#### Assignment
The entries that follow are to be duplicated in full, character for character.

(Stored data entries)
□ □ □ □ □

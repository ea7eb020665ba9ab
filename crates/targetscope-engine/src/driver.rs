//! Top-level sequencing over the two snapshots
//!
//! The only place that knows about both revisions at once: process the
//! before revision, restore the original checkout, process the after
//! revision, restore again. Every exit path returns the origin repository to
//! the revision it started at.

use std::path::PathBuf;

use tracing::{info, warn};

use targetscope_git::{self as git, GitRev, LabelledGitRev};

use crate::checkout::safe_checkout;
use crate::context::{BeforeQueryErrorBehavior, Context};
use crate::query::{clear_analysis_cache, query_revision, QueryResults, TargetsList};
use crate::EngineError;

/// Produce fully hashed before and after snapshots.
pub fn fully_process(
    context: &Context,
    rev_before: &LabelledGitRev,
    rev_after: &LabelledGitRev,
    targets: &TargetsList,
) -> Result<(QueryResults, QueryResults), EngineError> {
    info!("processing {rev_before}");
    let before = fully_process_revision(context, rev_before, targets)?;
    if let Some(query_error) = &before.query_error {
        match context.before_query_error_behavior {
            BeforeQueryErrorBehavior::Fatal => {
                return Err(EngineError::QueryFailed {
                    revision: rev_before.to_string(),
                    message: query_error.clone(),
                });
            }
            BeforeQueryErrorBehavior::IgnoreAndBuildAll => {
                warn!(
                    "a query error occurred querying {rev_before} - ignoring the error and \
                     treating all matching targets from the '{}' revision as affected; \
                     error querying: {query_error}",
                    rev_after.label
                );
            }
        }
    }

    // At this point the working tree is back in its original state.
    info!("processing {rev_after}");
    let after = fully_process_revision(context, rev_after, targets)?;
    if let Some(query_error) = &after.query_error {
        return Err(EngineError::QueryFailed {
            revision: rev_after.to_string(),
            message: query_error.clone(),
        });
    }

    Ok((before, after))
}

/// Process one revision, returning the origin repository to the original
/// revision on every exit path.
fn fully_process_revision(
    context: &Context,
    rev: &LabelledGitRev,
    targets: &TargetsList,
) -> Result<QueryResults, EngineError> {
    let result = process_revision(context, rev, targets);

    let restore = match context.original_revision.rev.checkout_ref() {
        Some(reference) => git::checkout(&context.workspace_path, reference),
        None => Ok(()),
    };

    match (result, restore) {
        (Err(err), _) => Err(err),
        (Ok(_), Err(source)) => Err(EngineError::RestoreOriginal { source }),
        (Ok(query_results), Ok(())) => Ok(query_results),
    }
}

fn process_revision(
    context: &Context,
    rev: &LabelledGitRev,
    targets: &TargetsList,
) -> Result<QueryResults, EngineError> {
    let (query_results, _worktree_cleanup) = load_incomplete_metadata(context, rev, targets)?;
    if query_results.query_error.is_some() {
        // The snapshot is an empty "before" stand-in; nothing to hash.
        return Ok(query_results);
    }

    info!("hashing targets");
    query_results.prefill_cache()?;
    Ok(query_results)
}

/// Removes a worktree at the end of a revision's processing when the
/// invocation asked not to cache it.
struct WorktreeCleanup {
    path: Option<PathBuf>,
}

impl Drop for WorktreeCleanup {
    fn drop(&mut self) {
        if let Some(path) = &self.path {
            if let Err(err) = std::fs::remove_dir_all(path) {
                warn!("failed to clean up temporary git worktree at {}: {err}", path.display());
            }
        }
    }
}

/// Load the metadata about, but not hashes of, one revision's targets.
///
/// This may check out `rev`, in the origin workspace or in a worktree, and
/// runs the queries there. The caller owns returning the origin to its
/// original revision; the returned guard owns deleting the worktree when the
/// context asks for that.
fn load_incomplete_metadata(
    context: &Context,
    rev: &LabelledGitRev,
    targets: &TargetsList,
) -> Result<(QueryResults, WorktreeCleanup), EngineError> {
    let mut workspace = context.workspace_path.clone();
    let mut worktree_cleanup = WorktreeCleanup { path: None };

    if let GitRev::Commit { .. } = rev.rev {
        match safe_checkout(context, rev) {
            Ok(Some(worktree)) => {
                if context.delete_cached_worktree {
                    worktree_cleanup.path = Some(worktree.clone());
                }
                workspace = worktree;
            }
            Ok(None) => {}
            Err(err) => return Err(err.into()),
        }
    }

    let mut results_before_clear: Option<QueryResults> = None;
    if context.compare_queries_around_cache_clear {
        let results = query_revision(context, &workspace, targets)?;
        if results.query_error.is_some() {
            return Ok((results, worktree_cleanup));
        }
        results_before_clear = Some(results);
    }

    // cquery configurations can leak across invocations through the
    // analysis cache, so optionally clear it before the authoritative query.
    clear_analysis_cache(context, &workspace)?;

    let query_results = query_revision(context, &workspace, targets)?;
    if query_results.query_error.is_some() {
        return Ok((query_results, worktree_cleanup));
    }

    if let Some(previous) = results_before_clear {
        if previous.matching_targets != query_results.matching_targets {
            return Err(crate::query::QueryError::InconsistentQueries { what: "MatchingTargets" }.into());
        }
        if *previous.transitive_configured_targets != *query_results.transitive_configured_targets {
            return Err(crate::query::QueryError::InconsistentQueries {
                what: "TransitiveConfiguredTargets",
            }
            .into());
        }
    }

    Ok((query_results, worktree_cleanup))
}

□ □ □ □ □

#### Worked solution
repository ea7eb020665ba9ab
filename crates/targetscope-engine/src/driver.rs
//! Top-level sequencing over the two snapshots
//!
//! The only place that knows about both revisions at once: process the
//! before revision, restore the original checkout, process the after
//! revision, restore again. Every exit path returns the origin repository to
//! the revision it started at.

use std::path::PathBuf;

use tracing::{info, warn};

use targetscope_git::{self as git, GitRev, LabelledGitRev};

use crate::checkout::safe_checkout;
use crate::context::{BeforeQueryErrorBehavior, Context};
use crate::query::{clear_analysis_cache, query_revision, QueryResults, TargetsList};
use crate::EngineError;

/// Produce fully hashed before and after snapshots.
pub fn fully_process(
    context: &Context,
    rev_before: &LabelledGitRev,
    rev_after: &LabelledGitRev,
    targets: &TargetsList,
) -> Result<(QueryResults, QueryResults), EngineError> {
    info!("processing {rev_before}");
    let before = fully_process_revision(context, rev_before, targets)?;
    if let Some(query_error) = &before.query_error {
        match context.before_query_error_behavior {
            BeforeQueryErrorBehavior::Fatal => {
                return Err(EngineError::QueryFailed {
                    revision: rev_before.to_string(),
                    message: query_error.clone(),
                });
            }
            BeforeQueryErrorBehavior::IgnoreAndBuildAll => {
                warn!(
                    "a query error occurred querying {rev_before} - ignoring the error and \
                     treating all matching targets from the '{}' revision as affected; \
                     error querying: {query_error}",
                    rev_after.label
                );
            }
        }
    }

    // At this point the working tree is back in its original state.
    info!("processing {rev_after}");
    let after = fully_process_revision(context, rev_after, targets)?;
    if let Some(query_error) = &after.query_error {
        return Err(EngineError::QueryFailed {
            revision: rev_after.to_string(),
            message: query_error.clone(),
        });
    }

    Ok((before, after))
}

/// Process one revision, returning the origin repository to the original
/// revision on every exit path.
fn fully_process_revision(
    context: &Context,
    rev: &LabelledGitRev,
    targets: &TargetsList,
) -> Result<QueryResults, EngineError> {
    let result = process_revision(context, rev, targets);

    let restore = match context.original_revision.rev.checkout_ref() {
        Some(reference) => git::checkout(&context.workspace_path, reference),
        None => Ok(()),
    };

    match (result, restore) {
        (Err(err), _) => Err(err),
        (Ok(_), Err(source)) => Err(EngineError::RestoreOriginal { source }),
        (Ok(query_results), Ok(())) => Ok(query_results),
    }
}

fn process_revision(
    context: &Context,
    rev: &LabelledGitRev,
    targets: &TargetsList,
) -> Result<QueryResults, EngineError> {
    let (query_results, _worktree_cleanup) = load_incomplete_metadata(context, rev, targets)?;
    if query_results.query_error.is_some() {
        // The snapshot is an empty "before" stand-in; nothing to hash.
        return Ok(query_results);
    }

    info!("hashing targets");
    query_results.prefill_cache()?;
    Ok(query_results)
}

/// Removes a worktree at the end of a revision's processing when the
/// invocation asked not to cache it.
struct WorktreeCleanup {
    path: Option<PathBuf>,
}

impl Drop for WorktreeCleanup {
    fn drop(&mut self) {
        if let Some(path) = &self.path {
            if let Err(err) = std::fs::remove_dir_all(path) {
                warn!("failed to clean up temporary git worktree at {}: {err}", path.display());
            }
        }
    }
}

/// Load the metadata about, but not hashes of, one revision's targets.
///
/// This may check out `rev`, in the origin workspace or in a worktree, and
/// runs the queries there. The caller owns returning the origin to its
/// original revision; the returned guard owns deleting the worktree when the
/// context asks for that.
fn load_incomplete_metadata(
    context: &Context,
    rev: &LabelledGitRev,
    targets: &TargetsList,
) -> Result<(QueryResults, WorktreeCleanup), EngineError> {
    let mut workspace = context.workspace_path.clone();
    let mut worktree_cleanup = WorktreeCleanup { path: None };

    if let GitRev::Commit { .. } = rev.rev {
        match safe_checkout(context, rev) {
            Ok(Some(worktree)) => {
                if context.delete_cached_worktree {
                    worktree_cleanup.path = Some(worktree.clone());
                }
                workspace = worktree;
            }
            Ok(None) => {}
            Err(err) => return Err(err.into()),
        }
    }

    let mut results_before_clear: Option<QueryResults> = None;
    if context.compare_queries_around_cache_clear {
        let results = query_revision(context, &workspace, targets)?;
        if results.query_error.is_some() {
            return Ok((results, worktree_cleanup));
        }
        results_before_clear = Some(results);
    }

    // cquery configurations can leak across invocations through the
    // analysis cache, so optionally clear it before the authoritative query.
    clear_analysis_cache(context, &workspace)?;

    let query_results = query_revision(context, &workspace, targets)?;
    if query_results.query_error.is_some() {
        return Ok((query_results, worktree_cleanup));
    }

    if let Some(previous) = results_before_clear {
        if previous.matching_targets != query_results.matching_targets {
            return Err(crate::query::QueryError::InconsistentQueries { what: "MatchingTargets" }.into());
        }
        if *previous.transitive_configured_targets != *query_results.transitive_configured_targets {
            return Err(crate::query::QueryError::InconsistentQueries {
                what: "TransitiveConfiguredTargets",
            }
            .into());
        }
    }

    Ok((query_results, worktree_cleanup))
}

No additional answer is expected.